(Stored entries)

---*---

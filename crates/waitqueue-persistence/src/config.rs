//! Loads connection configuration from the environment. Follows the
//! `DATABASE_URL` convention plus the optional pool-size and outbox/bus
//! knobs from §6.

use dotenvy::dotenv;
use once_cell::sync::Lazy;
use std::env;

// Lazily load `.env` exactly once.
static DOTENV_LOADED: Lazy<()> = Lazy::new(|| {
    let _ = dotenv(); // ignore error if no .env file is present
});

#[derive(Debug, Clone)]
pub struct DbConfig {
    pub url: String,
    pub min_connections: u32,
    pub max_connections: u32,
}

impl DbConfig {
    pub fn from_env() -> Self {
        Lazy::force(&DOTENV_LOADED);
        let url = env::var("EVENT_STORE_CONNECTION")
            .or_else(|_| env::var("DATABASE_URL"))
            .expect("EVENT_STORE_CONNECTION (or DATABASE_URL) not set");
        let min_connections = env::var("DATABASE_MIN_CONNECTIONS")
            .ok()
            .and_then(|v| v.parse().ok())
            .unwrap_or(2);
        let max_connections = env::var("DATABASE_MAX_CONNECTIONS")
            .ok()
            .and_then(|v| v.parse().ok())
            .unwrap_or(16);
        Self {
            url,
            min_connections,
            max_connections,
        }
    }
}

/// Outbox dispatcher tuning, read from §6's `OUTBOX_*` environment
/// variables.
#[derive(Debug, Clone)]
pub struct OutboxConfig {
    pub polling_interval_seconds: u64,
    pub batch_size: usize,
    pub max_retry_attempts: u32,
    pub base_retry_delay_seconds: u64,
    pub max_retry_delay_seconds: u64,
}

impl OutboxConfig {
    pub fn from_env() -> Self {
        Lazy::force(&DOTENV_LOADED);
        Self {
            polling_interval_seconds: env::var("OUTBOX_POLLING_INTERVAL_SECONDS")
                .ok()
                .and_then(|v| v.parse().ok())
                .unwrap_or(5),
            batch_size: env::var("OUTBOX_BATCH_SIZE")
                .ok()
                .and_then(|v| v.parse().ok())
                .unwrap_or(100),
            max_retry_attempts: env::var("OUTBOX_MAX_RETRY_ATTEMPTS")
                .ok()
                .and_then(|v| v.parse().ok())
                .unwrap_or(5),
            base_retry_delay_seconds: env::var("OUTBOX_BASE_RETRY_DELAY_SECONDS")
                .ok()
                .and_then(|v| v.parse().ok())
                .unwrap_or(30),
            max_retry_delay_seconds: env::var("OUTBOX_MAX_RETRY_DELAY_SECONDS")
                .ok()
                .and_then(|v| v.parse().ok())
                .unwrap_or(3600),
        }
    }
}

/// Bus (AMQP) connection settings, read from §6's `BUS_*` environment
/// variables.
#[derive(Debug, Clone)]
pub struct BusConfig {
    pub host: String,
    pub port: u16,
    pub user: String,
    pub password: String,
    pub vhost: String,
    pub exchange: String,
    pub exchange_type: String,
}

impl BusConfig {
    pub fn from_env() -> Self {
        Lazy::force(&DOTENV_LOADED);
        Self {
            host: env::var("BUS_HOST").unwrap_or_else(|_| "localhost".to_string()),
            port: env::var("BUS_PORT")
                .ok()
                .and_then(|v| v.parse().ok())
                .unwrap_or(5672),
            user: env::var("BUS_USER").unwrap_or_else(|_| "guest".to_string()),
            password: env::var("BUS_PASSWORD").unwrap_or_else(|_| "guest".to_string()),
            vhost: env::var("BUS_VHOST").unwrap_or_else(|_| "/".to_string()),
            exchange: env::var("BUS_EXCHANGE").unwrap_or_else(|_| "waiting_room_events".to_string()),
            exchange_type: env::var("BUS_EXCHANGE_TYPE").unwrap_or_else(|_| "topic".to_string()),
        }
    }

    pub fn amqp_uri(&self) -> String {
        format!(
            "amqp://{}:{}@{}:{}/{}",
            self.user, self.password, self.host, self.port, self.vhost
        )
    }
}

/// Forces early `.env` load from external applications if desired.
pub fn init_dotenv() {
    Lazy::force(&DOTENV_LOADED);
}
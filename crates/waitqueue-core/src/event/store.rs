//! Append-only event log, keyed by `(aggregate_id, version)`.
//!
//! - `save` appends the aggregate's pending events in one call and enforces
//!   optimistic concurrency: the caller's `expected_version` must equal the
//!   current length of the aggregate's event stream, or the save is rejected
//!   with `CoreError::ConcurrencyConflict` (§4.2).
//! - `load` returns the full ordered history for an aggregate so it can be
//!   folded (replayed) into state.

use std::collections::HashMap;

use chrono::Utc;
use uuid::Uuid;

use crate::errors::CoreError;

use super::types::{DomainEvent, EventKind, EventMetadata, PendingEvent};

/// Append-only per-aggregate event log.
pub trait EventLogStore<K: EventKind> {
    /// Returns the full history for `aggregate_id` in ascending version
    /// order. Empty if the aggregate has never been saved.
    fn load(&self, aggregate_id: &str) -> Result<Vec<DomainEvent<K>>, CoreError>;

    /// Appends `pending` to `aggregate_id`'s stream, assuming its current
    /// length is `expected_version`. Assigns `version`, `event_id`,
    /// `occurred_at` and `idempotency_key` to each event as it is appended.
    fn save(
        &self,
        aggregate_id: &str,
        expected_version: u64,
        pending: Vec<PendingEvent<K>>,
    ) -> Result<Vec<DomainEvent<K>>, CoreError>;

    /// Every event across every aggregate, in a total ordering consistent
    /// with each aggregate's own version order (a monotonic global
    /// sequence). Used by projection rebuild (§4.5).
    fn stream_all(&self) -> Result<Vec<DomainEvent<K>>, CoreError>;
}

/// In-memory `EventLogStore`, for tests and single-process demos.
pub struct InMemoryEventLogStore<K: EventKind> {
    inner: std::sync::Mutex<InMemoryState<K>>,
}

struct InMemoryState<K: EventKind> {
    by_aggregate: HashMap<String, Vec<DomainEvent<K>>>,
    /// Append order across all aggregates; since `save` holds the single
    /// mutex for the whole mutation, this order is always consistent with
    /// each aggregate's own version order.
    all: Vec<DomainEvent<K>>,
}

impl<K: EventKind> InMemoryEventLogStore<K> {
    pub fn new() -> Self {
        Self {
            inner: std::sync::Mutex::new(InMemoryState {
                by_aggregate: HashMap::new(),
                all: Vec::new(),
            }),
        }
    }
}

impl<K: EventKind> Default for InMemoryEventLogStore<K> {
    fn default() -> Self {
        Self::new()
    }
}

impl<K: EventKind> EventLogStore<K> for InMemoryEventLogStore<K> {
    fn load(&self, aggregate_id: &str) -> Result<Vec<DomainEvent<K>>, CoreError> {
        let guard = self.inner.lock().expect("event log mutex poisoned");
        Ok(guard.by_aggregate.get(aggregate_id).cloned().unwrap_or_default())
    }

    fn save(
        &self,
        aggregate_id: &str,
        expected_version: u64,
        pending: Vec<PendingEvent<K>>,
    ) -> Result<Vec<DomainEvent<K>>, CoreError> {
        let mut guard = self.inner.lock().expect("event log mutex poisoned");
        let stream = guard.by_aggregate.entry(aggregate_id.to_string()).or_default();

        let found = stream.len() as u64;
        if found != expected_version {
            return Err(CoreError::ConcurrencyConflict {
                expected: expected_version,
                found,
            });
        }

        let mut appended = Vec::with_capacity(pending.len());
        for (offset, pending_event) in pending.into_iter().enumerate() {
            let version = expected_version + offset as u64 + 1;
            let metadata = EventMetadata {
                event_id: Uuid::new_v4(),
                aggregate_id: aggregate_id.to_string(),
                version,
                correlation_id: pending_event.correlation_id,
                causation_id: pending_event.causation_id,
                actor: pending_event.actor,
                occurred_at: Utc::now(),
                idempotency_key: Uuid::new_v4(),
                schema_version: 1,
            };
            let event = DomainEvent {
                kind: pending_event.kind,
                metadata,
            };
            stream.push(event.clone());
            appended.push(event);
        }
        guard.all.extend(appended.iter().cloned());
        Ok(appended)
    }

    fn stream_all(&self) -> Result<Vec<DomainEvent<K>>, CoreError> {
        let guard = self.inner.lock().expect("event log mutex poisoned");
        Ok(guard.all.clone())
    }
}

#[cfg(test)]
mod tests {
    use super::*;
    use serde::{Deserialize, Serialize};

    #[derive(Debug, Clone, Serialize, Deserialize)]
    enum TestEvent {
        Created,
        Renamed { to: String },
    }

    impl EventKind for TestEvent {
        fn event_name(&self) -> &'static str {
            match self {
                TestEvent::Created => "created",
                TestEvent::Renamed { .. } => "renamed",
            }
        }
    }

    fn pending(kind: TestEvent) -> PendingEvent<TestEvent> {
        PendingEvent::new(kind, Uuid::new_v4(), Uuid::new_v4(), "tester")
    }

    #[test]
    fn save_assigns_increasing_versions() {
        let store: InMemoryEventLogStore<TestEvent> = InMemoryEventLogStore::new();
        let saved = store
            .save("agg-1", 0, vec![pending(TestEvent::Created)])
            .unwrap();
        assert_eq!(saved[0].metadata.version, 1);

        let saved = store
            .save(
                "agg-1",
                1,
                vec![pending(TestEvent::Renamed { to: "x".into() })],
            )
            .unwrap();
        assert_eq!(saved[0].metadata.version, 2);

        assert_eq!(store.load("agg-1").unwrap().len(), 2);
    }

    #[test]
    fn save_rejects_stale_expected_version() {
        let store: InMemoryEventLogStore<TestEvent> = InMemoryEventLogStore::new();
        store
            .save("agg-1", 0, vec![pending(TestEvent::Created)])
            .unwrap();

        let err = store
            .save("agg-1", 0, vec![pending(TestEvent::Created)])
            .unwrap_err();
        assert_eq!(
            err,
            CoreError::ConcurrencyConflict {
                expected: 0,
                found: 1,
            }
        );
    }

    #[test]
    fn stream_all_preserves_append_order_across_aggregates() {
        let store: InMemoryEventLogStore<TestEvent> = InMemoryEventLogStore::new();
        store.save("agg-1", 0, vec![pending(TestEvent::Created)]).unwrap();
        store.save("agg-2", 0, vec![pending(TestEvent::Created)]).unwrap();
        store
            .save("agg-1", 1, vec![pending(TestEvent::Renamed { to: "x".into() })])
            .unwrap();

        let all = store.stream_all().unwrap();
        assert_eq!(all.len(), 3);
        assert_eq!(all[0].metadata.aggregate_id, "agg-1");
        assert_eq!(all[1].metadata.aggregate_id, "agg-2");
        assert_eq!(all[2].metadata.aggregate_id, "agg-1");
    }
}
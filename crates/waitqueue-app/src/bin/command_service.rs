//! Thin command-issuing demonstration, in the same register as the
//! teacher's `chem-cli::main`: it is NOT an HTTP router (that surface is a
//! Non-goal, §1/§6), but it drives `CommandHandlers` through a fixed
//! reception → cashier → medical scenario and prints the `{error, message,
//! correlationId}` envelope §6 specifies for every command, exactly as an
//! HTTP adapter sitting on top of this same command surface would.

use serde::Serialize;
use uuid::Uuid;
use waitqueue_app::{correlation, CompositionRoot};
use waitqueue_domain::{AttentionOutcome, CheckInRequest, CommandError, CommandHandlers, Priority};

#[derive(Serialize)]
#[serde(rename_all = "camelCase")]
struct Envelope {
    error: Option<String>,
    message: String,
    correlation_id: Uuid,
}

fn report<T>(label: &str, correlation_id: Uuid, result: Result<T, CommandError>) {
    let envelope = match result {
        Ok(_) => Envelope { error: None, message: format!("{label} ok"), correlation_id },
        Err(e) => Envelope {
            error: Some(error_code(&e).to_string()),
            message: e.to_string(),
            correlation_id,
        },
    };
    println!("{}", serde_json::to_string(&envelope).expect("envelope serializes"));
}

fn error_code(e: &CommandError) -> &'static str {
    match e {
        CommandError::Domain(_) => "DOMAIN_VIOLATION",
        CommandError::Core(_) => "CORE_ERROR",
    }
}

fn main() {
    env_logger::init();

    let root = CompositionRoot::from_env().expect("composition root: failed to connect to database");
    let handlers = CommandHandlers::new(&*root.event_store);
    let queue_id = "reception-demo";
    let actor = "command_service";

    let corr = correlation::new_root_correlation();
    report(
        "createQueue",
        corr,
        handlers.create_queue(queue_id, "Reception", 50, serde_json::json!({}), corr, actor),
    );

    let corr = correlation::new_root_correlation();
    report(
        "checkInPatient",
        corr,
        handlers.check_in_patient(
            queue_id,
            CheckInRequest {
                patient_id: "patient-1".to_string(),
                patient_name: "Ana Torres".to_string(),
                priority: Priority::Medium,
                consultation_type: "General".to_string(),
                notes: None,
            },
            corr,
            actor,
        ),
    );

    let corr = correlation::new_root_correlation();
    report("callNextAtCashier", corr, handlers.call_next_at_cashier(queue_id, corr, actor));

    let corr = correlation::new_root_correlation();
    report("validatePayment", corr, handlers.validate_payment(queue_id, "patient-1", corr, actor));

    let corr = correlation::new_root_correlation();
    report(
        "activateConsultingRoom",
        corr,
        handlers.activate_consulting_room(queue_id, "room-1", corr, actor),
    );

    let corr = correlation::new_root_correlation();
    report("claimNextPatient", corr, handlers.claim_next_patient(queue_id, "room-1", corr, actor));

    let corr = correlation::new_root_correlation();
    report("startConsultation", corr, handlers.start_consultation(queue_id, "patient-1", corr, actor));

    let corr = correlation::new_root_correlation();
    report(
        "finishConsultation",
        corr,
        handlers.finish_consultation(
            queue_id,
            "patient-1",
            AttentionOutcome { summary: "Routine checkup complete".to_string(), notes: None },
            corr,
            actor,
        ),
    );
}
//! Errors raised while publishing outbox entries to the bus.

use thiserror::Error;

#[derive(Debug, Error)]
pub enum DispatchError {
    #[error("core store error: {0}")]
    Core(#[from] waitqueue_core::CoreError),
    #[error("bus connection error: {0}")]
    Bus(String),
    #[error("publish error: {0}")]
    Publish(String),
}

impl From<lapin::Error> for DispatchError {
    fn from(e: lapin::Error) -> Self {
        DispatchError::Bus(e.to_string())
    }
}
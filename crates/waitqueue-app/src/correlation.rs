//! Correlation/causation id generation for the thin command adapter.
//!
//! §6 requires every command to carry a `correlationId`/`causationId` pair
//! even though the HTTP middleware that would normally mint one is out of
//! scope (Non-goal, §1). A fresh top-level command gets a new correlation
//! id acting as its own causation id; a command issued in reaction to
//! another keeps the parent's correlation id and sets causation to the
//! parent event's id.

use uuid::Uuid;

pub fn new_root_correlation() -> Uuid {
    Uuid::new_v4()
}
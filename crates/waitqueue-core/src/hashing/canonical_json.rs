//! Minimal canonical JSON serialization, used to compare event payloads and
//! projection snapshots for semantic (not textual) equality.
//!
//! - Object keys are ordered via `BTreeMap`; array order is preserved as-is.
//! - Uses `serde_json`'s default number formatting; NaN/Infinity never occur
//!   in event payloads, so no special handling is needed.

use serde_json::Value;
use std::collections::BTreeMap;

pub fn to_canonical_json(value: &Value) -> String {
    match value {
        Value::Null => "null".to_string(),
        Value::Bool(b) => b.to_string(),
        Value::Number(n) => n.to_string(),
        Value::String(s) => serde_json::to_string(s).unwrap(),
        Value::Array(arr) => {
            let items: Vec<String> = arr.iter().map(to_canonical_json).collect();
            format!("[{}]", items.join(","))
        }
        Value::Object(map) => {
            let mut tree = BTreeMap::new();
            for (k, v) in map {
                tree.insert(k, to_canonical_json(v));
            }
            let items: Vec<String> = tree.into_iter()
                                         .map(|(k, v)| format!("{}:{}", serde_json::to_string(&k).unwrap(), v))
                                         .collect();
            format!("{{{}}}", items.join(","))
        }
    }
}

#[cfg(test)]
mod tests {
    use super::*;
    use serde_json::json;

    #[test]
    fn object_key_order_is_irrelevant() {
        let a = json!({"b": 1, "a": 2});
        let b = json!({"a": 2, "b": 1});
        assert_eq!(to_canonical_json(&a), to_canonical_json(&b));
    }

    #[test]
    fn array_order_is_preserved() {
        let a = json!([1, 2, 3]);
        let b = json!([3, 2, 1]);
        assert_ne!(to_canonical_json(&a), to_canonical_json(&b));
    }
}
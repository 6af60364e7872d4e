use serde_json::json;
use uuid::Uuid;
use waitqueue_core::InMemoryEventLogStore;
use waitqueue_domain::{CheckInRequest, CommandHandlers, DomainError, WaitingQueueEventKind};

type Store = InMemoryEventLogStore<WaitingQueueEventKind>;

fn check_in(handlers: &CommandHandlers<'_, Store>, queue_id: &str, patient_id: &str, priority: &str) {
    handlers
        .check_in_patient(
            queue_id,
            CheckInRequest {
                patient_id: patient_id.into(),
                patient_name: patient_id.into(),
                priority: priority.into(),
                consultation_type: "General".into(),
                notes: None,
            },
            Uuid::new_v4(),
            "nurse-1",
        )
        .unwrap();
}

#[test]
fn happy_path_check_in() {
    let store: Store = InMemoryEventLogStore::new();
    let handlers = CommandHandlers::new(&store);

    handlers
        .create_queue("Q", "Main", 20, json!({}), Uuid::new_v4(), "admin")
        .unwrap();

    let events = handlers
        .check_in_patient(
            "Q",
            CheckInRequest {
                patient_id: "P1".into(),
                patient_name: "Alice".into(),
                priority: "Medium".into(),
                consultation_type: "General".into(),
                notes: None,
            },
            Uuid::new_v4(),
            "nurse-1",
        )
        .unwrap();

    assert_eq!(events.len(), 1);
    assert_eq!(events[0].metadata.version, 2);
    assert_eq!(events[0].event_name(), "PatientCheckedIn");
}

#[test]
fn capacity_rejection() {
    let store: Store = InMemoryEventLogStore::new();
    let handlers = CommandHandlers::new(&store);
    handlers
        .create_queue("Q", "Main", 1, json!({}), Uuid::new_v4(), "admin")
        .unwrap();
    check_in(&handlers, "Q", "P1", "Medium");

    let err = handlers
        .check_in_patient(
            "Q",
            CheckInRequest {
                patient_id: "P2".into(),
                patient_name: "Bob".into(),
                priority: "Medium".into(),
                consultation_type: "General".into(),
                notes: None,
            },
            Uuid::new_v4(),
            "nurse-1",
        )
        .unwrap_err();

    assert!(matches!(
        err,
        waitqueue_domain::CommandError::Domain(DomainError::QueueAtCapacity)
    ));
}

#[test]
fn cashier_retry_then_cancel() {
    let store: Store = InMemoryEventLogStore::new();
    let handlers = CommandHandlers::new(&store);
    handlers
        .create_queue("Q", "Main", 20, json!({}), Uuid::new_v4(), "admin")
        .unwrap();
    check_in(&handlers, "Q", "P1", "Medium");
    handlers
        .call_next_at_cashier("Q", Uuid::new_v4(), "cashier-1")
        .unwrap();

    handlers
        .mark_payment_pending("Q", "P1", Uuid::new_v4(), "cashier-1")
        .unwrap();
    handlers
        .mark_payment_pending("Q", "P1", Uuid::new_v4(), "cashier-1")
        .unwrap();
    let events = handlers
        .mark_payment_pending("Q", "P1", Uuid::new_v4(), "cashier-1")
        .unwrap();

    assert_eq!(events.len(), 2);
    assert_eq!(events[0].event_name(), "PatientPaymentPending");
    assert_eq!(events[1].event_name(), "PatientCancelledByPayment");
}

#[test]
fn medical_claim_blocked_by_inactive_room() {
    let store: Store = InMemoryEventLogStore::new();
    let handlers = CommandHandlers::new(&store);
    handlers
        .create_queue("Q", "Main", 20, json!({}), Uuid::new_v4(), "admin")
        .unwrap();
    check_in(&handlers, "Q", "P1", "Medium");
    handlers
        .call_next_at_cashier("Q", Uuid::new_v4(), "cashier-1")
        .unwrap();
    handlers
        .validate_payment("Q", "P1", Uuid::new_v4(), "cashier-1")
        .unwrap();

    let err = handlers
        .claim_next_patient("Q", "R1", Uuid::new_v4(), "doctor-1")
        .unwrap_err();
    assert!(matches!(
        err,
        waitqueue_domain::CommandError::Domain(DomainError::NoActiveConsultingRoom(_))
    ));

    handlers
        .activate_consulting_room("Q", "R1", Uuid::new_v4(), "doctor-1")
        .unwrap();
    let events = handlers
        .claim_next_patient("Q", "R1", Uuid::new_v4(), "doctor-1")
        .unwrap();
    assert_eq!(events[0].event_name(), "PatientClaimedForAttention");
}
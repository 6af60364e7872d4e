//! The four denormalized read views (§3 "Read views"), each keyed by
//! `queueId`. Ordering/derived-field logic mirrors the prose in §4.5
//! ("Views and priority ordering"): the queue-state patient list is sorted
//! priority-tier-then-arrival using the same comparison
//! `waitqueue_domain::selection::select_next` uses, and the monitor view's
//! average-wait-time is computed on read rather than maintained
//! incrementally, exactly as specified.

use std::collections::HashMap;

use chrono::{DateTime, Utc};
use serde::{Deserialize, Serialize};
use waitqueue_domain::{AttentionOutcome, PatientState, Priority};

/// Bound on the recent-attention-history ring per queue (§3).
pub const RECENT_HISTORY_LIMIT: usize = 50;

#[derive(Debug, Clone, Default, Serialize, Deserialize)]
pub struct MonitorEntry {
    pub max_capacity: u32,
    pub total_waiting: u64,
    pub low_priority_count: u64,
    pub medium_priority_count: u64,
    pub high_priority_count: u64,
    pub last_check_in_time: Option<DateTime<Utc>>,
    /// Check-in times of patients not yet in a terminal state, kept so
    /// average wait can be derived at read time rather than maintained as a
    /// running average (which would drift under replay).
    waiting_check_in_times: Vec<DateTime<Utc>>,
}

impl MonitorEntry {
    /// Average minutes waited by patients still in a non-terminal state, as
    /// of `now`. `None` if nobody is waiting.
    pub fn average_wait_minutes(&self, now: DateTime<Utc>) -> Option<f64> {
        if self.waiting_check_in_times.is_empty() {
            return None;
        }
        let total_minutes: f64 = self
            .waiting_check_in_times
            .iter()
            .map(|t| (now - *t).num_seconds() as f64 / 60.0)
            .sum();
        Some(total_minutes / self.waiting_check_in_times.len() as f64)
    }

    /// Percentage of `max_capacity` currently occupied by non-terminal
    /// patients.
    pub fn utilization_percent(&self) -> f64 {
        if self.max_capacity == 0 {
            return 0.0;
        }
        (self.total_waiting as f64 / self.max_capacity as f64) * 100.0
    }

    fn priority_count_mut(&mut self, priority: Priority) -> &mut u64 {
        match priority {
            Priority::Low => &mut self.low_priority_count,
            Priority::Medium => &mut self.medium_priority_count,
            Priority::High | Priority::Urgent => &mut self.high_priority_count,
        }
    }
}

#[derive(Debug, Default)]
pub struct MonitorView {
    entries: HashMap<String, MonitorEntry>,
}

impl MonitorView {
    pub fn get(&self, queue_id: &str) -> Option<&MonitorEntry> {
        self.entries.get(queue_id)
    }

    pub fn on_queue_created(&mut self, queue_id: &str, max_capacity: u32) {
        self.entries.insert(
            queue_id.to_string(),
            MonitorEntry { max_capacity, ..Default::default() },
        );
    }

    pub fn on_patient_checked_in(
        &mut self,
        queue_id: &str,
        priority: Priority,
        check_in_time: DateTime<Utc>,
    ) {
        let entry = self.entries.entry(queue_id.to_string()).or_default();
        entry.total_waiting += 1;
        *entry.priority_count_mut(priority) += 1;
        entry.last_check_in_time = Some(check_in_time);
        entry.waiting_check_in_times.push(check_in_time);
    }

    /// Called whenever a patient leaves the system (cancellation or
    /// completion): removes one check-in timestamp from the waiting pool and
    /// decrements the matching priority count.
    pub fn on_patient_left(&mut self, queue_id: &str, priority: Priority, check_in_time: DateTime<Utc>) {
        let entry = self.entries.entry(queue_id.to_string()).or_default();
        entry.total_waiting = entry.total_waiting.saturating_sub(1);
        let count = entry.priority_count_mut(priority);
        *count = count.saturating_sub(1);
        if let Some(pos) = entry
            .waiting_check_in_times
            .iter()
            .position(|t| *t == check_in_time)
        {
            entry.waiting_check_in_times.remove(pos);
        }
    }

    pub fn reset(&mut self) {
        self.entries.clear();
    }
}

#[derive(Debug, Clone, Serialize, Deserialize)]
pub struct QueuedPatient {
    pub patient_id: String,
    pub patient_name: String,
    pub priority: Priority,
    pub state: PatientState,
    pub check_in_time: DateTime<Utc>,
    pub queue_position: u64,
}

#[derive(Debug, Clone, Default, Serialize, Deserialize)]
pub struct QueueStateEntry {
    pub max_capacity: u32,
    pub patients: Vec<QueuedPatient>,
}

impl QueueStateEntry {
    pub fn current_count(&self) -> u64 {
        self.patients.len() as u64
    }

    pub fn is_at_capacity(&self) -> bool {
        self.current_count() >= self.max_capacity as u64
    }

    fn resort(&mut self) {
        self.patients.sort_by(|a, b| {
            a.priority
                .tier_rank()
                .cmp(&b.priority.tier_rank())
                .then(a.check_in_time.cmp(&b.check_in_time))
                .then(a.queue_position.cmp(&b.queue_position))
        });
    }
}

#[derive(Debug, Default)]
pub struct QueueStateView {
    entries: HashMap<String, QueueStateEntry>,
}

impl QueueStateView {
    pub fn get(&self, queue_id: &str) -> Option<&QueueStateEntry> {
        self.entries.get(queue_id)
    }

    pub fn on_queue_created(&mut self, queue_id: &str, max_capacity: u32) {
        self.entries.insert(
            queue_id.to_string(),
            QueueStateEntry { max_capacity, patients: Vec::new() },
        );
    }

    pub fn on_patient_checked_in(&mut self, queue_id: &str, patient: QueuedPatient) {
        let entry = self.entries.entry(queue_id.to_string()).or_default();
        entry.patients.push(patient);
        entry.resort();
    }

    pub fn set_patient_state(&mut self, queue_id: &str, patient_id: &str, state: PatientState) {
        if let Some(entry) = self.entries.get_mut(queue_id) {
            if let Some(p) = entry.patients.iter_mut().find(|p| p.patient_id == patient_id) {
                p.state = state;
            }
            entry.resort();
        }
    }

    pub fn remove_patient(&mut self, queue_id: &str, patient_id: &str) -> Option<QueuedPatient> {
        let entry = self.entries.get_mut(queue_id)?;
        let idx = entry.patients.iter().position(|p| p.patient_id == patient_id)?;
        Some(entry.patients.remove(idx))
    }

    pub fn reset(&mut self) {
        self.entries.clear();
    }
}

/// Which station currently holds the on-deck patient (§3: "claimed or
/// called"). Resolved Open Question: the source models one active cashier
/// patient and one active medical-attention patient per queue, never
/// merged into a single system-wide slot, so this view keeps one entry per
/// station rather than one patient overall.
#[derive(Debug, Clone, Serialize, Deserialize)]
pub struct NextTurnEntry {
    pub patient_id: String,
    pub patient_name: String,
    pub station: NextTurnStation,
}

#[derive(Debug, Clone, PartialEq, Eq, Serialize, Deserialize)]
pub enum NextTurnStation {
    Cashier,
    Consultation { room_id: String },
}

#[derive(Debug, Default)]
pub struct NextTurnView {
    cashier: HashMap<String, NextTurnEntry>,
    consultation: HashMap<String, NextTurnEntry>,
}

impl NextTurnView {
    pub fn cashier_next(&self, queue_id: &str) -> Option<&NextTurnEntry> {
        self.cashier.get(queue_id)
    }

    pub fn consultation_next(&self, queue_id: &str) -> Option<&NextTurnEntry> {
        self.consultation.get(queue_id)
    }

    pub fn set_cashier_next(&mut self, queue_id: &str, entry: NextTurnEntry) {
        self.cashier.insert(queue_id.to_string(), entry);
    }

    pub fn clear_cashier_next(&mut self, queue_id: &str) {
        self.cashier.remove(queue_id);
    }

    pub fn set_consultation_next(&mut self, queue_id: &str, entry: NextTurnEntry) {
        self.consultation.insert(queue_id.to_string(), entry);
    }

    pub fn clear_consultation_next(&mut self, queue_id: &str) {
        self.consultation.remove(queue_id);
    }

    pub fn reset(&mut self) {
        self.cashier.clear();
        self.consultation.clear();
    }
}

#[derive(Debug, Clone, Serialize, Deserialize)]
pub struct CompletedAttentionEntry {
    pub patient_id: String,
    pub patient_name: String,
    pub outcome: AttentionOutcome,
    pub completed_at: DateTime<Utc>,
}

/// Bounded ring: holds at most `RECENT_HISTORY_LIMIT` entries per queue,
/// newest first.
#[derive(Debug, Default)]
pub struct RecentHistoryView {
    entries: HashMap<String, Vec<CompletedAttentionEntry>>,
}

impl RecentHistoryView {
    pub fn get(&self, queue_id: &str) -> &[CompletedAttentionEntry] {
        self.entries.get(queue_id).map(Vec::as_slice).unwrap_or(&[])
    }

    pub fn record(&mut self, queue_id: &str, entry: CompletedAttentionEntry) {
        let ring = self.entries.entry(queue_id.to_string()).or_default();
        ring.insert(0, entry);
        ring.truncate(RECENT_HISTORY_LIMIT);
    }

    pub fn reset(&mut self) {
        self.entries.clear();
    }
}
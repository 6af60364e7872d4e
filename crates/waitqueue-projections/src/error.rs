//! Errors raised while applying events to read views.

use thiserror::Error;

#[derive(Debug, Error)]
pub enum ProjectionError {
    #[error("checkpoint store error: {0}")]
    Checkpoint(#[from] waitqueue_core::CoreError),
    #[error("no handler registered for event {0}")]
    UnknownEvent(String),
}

---*---

• ACTIVITY:
Where in the records does the word "correlationId" appear? Copy each line that holds it.

• TASK RESPONSE:
//! correlationId}` envelope §6 specifies for every command, exactly as an
//! §6 requires every command to carry a `correlationId`/`causationId` pair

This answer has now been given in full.